▶ _DESCRIPTION OF THE TASK_
In the records below, find the line containing "pub const fn centered_in(&self, container: &Self)"; copy exactly that line and all lines after it to the end, and nothing else.
========================================================================
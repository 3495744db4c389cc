//! Query cache with single-flight generation and table-write invalidation.
//!
//! Entries are created lazily by the first caller that misses. Concurrent
//! callers for the same key wait for that first caller's result instead of
//! generating their own. An entry is dropped when one of its owning models
//! is written, unless every field the write touched is in the entry's
//! ignore-set. Dropped entries are regenerated on the next access.

use crate::database::Database;
use crate::error::{CoreError, CoreResult};
use crate::instance::Instance;
use crate::stats::DatabaseStats;
use crate::types::{AffectedFields, ModelScope};
use livemodel_codec::Value;
use parking_lot::{Condvar, Mutex};
use std::any::Any;
use std::collections::{BTreeSet, HashMap};
use std::sync::Arc;
use tracing::{debug, trace, warn};

type Shared = Arc<dyn Any + Send + Sync>;

/// Identifies a cache entry.
#[derive(Debug, Clone, PartialEq, Eq, Hash)]
pub enum CacheKey {
    /// A cached filtered instance query.
    Instances {
        /// Model queried.
        model: String,
        /// Filter clause, before placeholder expansion.
        filter: String,
        /// Statement arguments.
        args: Vec<Value>,
    },
    /// A cached computed object.
    Object {
        /// Caller-chosen identifier.
        identifier: String,
    },
}

enum SlotState {
    Pending,
    Ready(Shared),
    Failed(Arc<CoreError>),
}

struct Slot {
    state: Mutex<SlotState>,
    ready: Condvar,
}

impl Slot {
    fn pending() -> Self {
        Self {
            state: Mutex::new(SlotState::Pending),
            ready: Condvar::new(),
        }
    }

    fn fill(&self, state: SlotState) {
        *self.state.lock() = state;
        self.ready.notify_all();
    }

    fn wait(&self) -> CoreResult<Shared> {
        let mut state = self.state.lock();
        loop {
            match &*state {
                SlotState::Pending => self.ready.wait(&mut state),
                SlotState::Ready(value) => return Ok(Arc::clone(value)),
                SlotState::Failed(err) => {
                    return Err(CoreError::CacheGeneration {
                        source: Arc::clone(err),
                    })
                }
            }
        }
    }
}

struct Entry {
    owners: BTreeSet<String>,
    ignored: BTreeSet<String>,
    slot: Arc<Slot>,
}

/// The cache itself. Values are type-erased; typed access is provided by
/// the [`Database`] entry points.
pub(crate) struct QueryCache {
    entries: Mutex<HashMap<CacheKey, Entry>>,
}

// Marks the slot failed if the generator unwinds.
struct LeaderGuard<'a> {
    cache: &'a QueryCache,
    key: &'a CacheKey,
    slot: &'a Arc<Slot>,
    armed: bool,
}

impl Drop for LeaderGuard<'_> {
    fn drop(&mut self) {
        if self.armed {
            self.slot
                .fill(SlotState::Failed(Arc::new(CoreError::CacheGeneratorPanicked)));
            self.cache.remove_slot(self.key, self.slot);
        }
    }
}

impl QueryCache {
    pub(crate) fn new() -> Self {
        Self {
            entries: Mutex::new(HashMap::new()),
        }
    }

    /// Returns the value for `key`, generating it if absent.
    ///
    /// At most one generator runs per key at a time; concurrent callers wait
    /// and receive the same value or the same failure. A failed generation
    /// leaves no entry behind, so the next call retries.
    pub(crate) fn get_or_generate(
        &self,
        key: CacheKey,
        owners: BTreeSet<String>,
        ignored: BTreeSet<String>,
        stats: &DatabaseStats,
        generate: impl FnOnce() -> CoreResult<Shared>,
    ) -> CoreResult<Shared> {
        let (slot, leader) = {
            let mut entries = self.entries.lock();
            match entries.get(&key) {
                Some(entry) => (Arc::clone(&entry.slot), false),
                None => {
                    let slot = Arc::new(Slot::pending());
                    entries.insert(
                        key.clone(),
                        Entry {
                            owners,
                            ignored,
                            slot: Arc::clone(&slot),
                        },
                    );
                    (slot, true)
                }
            }
        };

        if !leader {
            stats.record_cache_hit();
            trace!(?key, "cache hit");
            return slot.wait();
        }

        stats.record_cache_miss();
        stats.record_generator_run();
        trace!(?key, "cache miss, generating");

        let mut guard = LeaderGuard {
            cache: self,
            key: &key,
            slot: &slot,
            armed: true,
        };
        let result = generate();
        guard.armed = false;
        drop(guard);

        match result {
            Ok(value) => {
                slot.fill(SlotState::Ready(Arc::clone(&value)));
                Ok(value)
            }
            Err(err) => {
                let err = Arc::new(err);
                slot.fill(SlotState::Failed(Arc::clone(&err)));
                self.remove_slot(&key, &slot);
                debug!(?key, error = %err, "cache generation failed");
                Err(CoreError::CacheGeneration { source: err })
            }
        }
    }

    /// Removes the entry for `key` if it still holds `slot`.
    fn remove_slot(&self, key: &CacheKey, slot: &Arc<Slot>) {
        let removed = {
            let mut entries = self.entries.lock();
            match entries.get(key) {
                Some(entry) if Arc::ptr_eq(&entry.slot, slot) => entries.remove(key),
                _ => None,
            }
        };
        drop(removed);
    }

    /// Drops entries owned by `model`, except those whose ignore-set covers
    /// every affected field. Returns the number of entries dropped.
    pub(crate) fn invalidate(&self, model: &str, affected: &AffectedFields) -> usize {
        self.remove_where(|entry| {
            entry.owners.contains(model) && !affected.is_subset_of(&entry.ignored)
        })
    }

    /// Drops every entry owned by `model`.
    pub(crate) fn clear_model(&self, model: &str) -> usize {
        self.remove_where(|entry| entry.owners.contains(model))
    }

    /// Drops every entry.
    pub(crate) fn clear_all(&self) -> usize {
        let drained: Vec<Entry> = {
            let mut entries = self.entries.lock();
            entries.drain().map(|(_, e)| e).collect()
        };
        drained.len()
    }

    /// Number of entries, including in-flight generations.
    pub(crate) fn len(&self) -> usize {
        self.entries.lock().len()
    }

    // Removed values may hold instances; they are dropped after the lock
    // is released.
    fn remove_where(&self, mut predicate: impl FnMut(&Entry) -> bool) -> usize {
        let removed: Vec<Entry> = {
            let mut entries = self.entries.lock();
            let keys: Vec<CacheKey> = entries
                .iter()
                .filter(|(_, e)| predicate(e))
                .map(|(k, _)| k.clone())
                .collect();
            keys.iter().filter_map(|k| entries.remove(k)).collect()
        };
        removed.len()
    }
}

fn name_set(names: &[&str]) -> BTreeSet<String> {
    names.iter().map(|s| (*s).to_string()).collect()
}

impl Database {
    /// Like [`Database::instances_where`], memoized.
    ///
    /// The result is cached until `model` is written. Writes that only touch
    /// fields listed in `ignored_fields` keep the cached result.
    ///
    /// Returns an empty list when the database is closed.
    ///
    /// # Errors
    ///
    /// Returns an error if the query fails. Callers waiting on the same
    /// in-flight query receive [`CoreError::CacheGeneration`].
    pub fn cached_instances_where(
        &self,
        model: &str,
        filter: &str,
        args: &[Value],
        ignored_fields: &[&str],
    ) -> CoreResult<Vec<Instance>> {
        if !self.is_open() {
            warn!(model, "cached query on closed database");
            return Ok(Vec::new());
        }
        if !self.config.query_cache_enabled {
            return self.instances_where(model, filter, args);
        }

        let key = CacheKey::Instances {
            model: model.to_string(),
            filter: filter.to_string(),
            args: args.to_vec(),
        };
        let value = self.cache.get_or_generate(
            key,
            name_set(&[model]),
            name_set(ignored_fields),
            &self.stats,
            || {
                let found = self.instances_where(model, filter, args)?;
                Ok(Arc::new(found) as Shared)
            },
        )?;

        value
            .downcast_ref::<Vec<Instance>>()
            .cloned()
            .ok_or_else(|| CoreError::CacheTypeMismatch {
                identifier: format!("{model} where {filter}"),
            })
    }

    /// Returns a cached value, calling `generator` on a miss.
    ///
    /// The value is cached until one of the `owners` models is written.
    /// Writes that only touch fields listed in `ignored_fields` keep it.
    /// Concurrent misses on the same identifier run `generator` once; the
    /// other callers wait and share the result. A generator must not request
    /// its own identifier.
    ///
    /// Returns `Ok(None)` when the database is closed.
    ///
    /// # Errors
    ///
    /// Returns [`CoreError::CacheGeneration`] if the generator failed and
    /// [`CoreError::CacheTypeMismatch`] if the identifier is cached with a
    /// different type.
    pub fn cached_object<T, F>(
        &self,
        identifier: &str,
        owners: &[&str],
        ignored_fields: &[&str],
        generator: F,
    ) -> CoreResult<Option<Arc<T>>>
    where
        T: Any + Send + Sync,
        F: FnOnce() -> CoreResult<T>,
    {
        if !self.is_open() {
            warn!(identifier, "cached object requested on closed database");
            return Ok(None);
        }
        if !self.config.query_cache_enabled {
            return generator().map(|v| Some(Arc::new(v)));
        }

        let value = self.cache.get_or_generate(
            CacheKey::Object {
                identifier: identifier.to_string(),
            },
            name_set(owners),
            name_set(ignored_fields),
            &self.stats,
            || Ok(Arc::new(generator()?) as Shared),
        )?;

        value
            .downcast::<T>()
            .map(Some)
            .map_err(|_| CoreError::CacheTypeMismatch {
                identifier: identifier.to_string(),
            })
    }

    /// Drops cached data for the models in scope.
    ///
    /// # Errors
    ///
    /// Returns [`CoreError::UnknownModel`] for an unknown scope.
    pub fn clear_cached_data(&self, scope: &ModelScope) -> CoreResult<()> {
        let dropped = match scope {
            ModelScope::All => self.cache.clear_all(),
            ModelScope::Model(_) => self
                .models
                .resolve(scope)?
                .iter()
                .map(|m| self.cache.clear_model(&m.name))
                .sum(),
        };
        self.stats.record_invalidations(dropped as u64);
        debug!(?scope, dropped, "cached data cleared");
        Ok(())
    }

    /// Drops every cache entry. Call when the process is low on memory.
    pub fn handle_low_memory_warning(&self) {
        let dropped = self.cache.clear_all();
        self.stats.record_invalidations(dropped as u64);
        debug!(dropped, "low memory: query cache cleared");
    }

    /// Number of cache entries, including in-flight generations.
    pub fn cached_entry_count(&self) -> usize {
        self.cache.len()
    }

    /// Invalidates after a write.
    pub(crate) fn invalidate_cache(&self, model: &str, affected: &AffectedFields) {
        let dropped = self.cache.invalidate(model, affected);
        if dropped > 0 {
            self.stats.record_invalidations(dropped as u64);
            trace!(model, dropped, "cache entries invalidated");
        }
    }
}
use super::{MonitorId, Xyhw};
use crate::layouts::LayoutMode;

pub const MIN_MASTER_FACTOR: f32 = 0.1;
pub const MAX_MASTER_FACTOR: f32 = 0.9;
pub const MIN_SCROLL_VISIBLE: i32 = 1;
pub const MAX_SCROLL_VISIBLE: i32 = 10;

/// A physical output as reported by the display server.
#[derive(Debug, Clone, PartialEq, Eq)]
pub struct Output {
    pub name: String,
    pub bbox: Xyhw,
}

impl Output {
    #[must_use]
    pub fn new(name: impl Into<String>, bbox: Xyhw) -> Self {
        Self {
            name: name.into(),
            bbox,
        }
    }
}

/// A physical output region with its own layout parameters.
#[derive(Debug, Clone, PartialEq)]
pub struct Monitor {
    pub id: MonitorId,
    /// Output identity used to keep parameters across re-enumeration.
    pub output: String,
    pub bbox: Xyhw,
    pub master_factor: f32,
    pub layout: LayoutMode,
    /// How many columns the horizontal-scroll layout shows at once.
    pub scroll_visible: i32,
}

impl Monitor {
    #[must_use]
    pub fn new(
        id: MonitorId,
        output: String,
        bbox: Xyhw,
        master_factor: f32,
        scroll_visible: i32,
    ) -> Self {
        Self {
            id,
            output,
            bbox,
            master_factor: master_factor.clamp(MIN_MASTER_FACTOR, MAX_MASTER_FACTOR),
            layout: LayoutMode::default(),
            scroll_visible: scroll_visible.clamp(MIN_SCROLL_VISIBLE, MAX_SCROLL_VISIBLE),
        }
    }

    pub fn set_master_factor(&mut self, factor: f32) {
        self.master_factor = factor.clamp(MIN_MASTER_FACTOR, MAX_MASTER_FACTOR);
    }

    pub fn set_scroll_visible(&mut self, count: i32) {
        self.scroll_visible = count.clamp(MIN_SCROLL_VISIBLE, MAX_SCROLL_VISIBLE);
    }
}
//! Window and monitor rectangles.
use std::fmt;

/// A rectangle in root coordinates. x,y from top left.
#[derive(Default, Clone, Copy, PartialEq, Eq)]
pub struct Xyhw {
    pub x: i32,
    pub y: i32,
    pub h: i32,
    pub w: i32,
}

impl fmt::Debug for Xyhw {
    fn fmt(&self, f: &mut fmt::Formatter) -> fmt::Result {
        write!(f, "{}x{}+{}+{}", self.w, self.h, self.x, self.y)
    }
}

impl Xyhw {
    #[must_use]
    pub const fn new(x: i32, y: i32, w: i32, h: i32) -> Self {
        Self { x, y, h, w }
    }

    #[must_use]
    pub const fn contains_point(&self, x: i32, y: i32) -> bool {
        x >= self.x && x < self.x + self.w && y >= self.y && y < self.y + self.h
    }

    #[must_use]
    pub const fn center(&self) -> (i32, i32) {
        (self.x + self.w / 2, self.y + self.h / 2)
    }

    /// Returns a copy of `self` moved so that it is centered inside `container`.
    #[must_use]
    pub const fn centered_in(&self, container: &Self) -> Self {
        Self {
            x: container.x + (container.w - self.w) / 2,
            y: container.y + (container.h - self.h) / 2,
            ..*self
        }
    }
}

#[cfg(test)]
mod tests {
    use super::*;

    #[test]
    fn contains_point_excludes_far_edges() {
        let rect = Xyhw::new(100, 100, 50, 50);
        assert!(rect.contains_point(100, 100));
        assert!(rect.contains_point(149, 149));
        assert!(!rect.contains_point(150, 120));
        assert!(!rect.contains_point(99, 120));
    }

    #[test]
    fn centering_keeps_the_size() {
        let monitor = Xyhw::new(1920, 0, 1920, 1080);
        let dialog = Xyhw::new(0, 0, 400, 200).centered_in(&monitor);
        assert_eq!(dialog, Xyhw::new(2680, 440, 400, 200));
    }
}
========================================================================
▶ _OUTPUT FOR THIS EXERCISE_
    pub const fn centered_in(&self, container: &Self) -> Self {
        Self {
            x: container.x + (container.w - self.w) / 2,
            y: container.y + (container.h - self.h) / 2,
            ..*self
        }
    }
}

#[cfg(test)]
mod tests {
    use super::*;

    #[test]
    fn contains_point_excludes_far_edges() {
        let rect = Xyhw::new(100, 100, 50, 50);
        assert!(rect.contains_point(100, 100));
        assert!(rect.contains_point(149, 149));
        assert!(!rect.contains_point(150, 120));
        assert!(!rect.contains_point(99, 120));
    }

    #[test]
    fn centering_keeps_the_size() {
        let monitor = Xyhw::new(1920, 0, 1920, 1080);
        let dialog = Xyhw::new(0, 0, 400, 200).centered_in(&monitor);
        assert_eq!(dialog, Xyhw::new(2680, 440, 400, 200));
    }
}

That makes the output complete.